[TASK INPUTS Boundary: Start]
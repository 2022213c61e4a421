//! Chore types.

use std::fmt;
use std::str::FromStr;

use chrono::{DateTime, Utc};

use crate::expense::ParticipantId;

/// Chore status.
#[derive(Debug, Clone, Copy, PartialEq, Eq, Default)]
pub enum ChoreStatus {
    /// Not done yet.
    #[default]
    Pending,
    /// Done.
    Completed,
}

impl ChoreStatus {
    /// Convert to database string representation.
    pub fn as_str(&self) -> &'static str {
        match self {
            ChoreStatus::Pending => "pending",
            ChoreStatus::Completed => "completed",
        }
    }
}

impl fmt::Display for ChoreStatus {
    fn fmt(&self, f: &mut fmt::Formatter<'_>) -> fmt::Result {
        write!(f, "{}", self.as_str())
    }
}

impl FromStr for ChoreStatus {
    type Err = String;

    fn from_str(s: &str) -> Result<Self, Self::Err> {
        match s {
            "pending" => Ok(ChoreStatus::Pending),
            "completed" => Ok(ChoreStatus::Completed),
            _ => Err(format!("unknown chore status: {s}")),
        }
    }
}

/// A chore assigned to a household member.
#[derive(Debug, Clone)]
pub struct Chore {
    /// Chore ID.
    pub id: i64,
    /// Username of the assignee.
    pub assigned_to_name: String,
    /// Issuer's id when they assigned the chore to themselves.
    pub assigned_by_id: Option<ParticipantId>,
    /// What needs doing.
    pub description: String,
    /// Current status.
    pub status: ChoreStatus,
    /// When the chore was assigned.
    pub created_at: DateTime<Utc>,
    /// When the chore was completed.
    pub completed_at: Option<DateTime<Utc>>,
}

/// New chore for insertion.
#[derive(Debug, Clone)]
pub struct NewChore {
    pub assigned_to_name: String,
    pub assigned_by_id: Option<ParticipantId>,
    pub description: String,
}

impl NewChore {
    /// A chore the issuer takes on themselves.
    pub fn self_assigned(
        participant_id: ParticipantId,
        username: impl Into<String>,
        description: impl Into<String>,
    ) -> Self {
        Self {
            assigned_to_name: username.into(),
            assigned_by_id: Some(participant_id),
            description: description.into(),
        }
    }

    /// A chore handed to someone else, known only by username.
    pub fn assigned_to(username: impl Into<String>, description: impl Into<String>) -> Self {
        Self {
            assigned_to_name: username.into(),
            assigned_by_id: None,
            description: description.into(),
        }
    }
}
[TASK INPUTS Boundary: End]
[TASK INPUTS Boundary: Start]
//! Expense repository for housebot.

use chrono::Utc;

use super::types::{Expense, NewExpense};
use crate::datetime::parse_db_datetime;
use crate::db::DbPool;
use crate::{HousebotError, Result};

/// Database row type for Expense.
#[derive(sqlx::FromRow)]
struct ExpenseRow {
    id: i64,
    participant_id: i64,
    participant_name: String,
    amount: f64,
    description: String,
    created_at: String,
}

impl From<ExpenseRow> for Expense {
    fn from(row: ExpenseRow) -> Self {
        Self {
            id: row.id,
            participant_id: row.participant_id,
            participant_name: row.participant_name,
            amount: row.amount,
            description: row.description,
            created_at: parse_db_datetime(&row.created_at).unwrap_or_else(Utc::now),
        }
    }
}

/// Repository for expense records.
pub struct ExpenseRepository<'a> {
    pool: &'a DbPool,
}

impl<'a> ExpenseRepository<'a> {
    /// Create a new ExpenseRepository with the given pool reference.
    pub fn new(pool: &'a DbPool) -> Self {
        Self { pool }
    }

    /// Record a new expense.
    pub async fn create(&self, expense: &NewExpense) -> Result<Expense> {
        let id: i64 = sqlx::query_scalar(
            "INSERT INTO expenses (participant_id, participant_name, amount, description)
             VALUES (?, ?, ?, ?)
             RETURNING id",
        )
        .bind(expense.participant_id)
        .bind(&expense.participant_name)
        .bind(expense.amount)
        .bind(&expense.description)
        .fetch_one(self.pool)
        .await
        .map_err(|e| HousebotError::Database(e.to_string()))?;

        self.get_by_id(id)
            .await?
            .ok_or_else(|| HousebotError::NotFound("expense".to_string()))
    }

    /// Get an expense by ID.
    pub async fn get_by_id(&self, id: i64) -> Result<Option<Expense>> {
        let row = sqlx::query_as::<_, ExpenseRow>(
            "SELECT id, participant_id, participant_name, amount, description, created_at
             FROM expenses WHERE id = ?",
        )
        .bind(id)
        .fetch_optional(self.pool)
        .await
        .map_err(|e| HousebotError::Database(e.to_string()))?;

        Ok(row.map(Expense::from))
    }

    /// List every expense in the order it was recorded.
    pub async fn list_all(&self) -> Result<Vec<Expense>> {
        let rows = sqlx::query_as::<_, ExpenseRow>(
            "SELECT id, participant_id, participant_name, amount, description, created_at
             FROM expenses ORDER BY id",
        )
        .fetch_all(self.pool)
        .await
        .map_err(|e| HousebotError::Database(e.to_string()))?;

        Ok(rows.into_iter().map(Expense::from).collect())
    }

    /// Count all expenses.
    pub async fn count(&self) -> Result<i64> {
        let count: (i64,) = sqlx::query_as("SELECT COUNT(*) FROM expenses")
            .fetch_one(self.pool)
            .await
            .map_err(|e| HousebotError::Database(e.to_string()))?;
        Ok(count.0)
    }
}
[TASK INPUTS Boundary: End]
** TASK INSTRUCTIONS **
From the entries above, copy every line containing the word "crate".

** FINISHED TASK **
use crate::expense::ParticipantId;
use crate::datetime::parse_db_datetime;
use crate::db::DbPool;
use crate::{HousebotError, Result};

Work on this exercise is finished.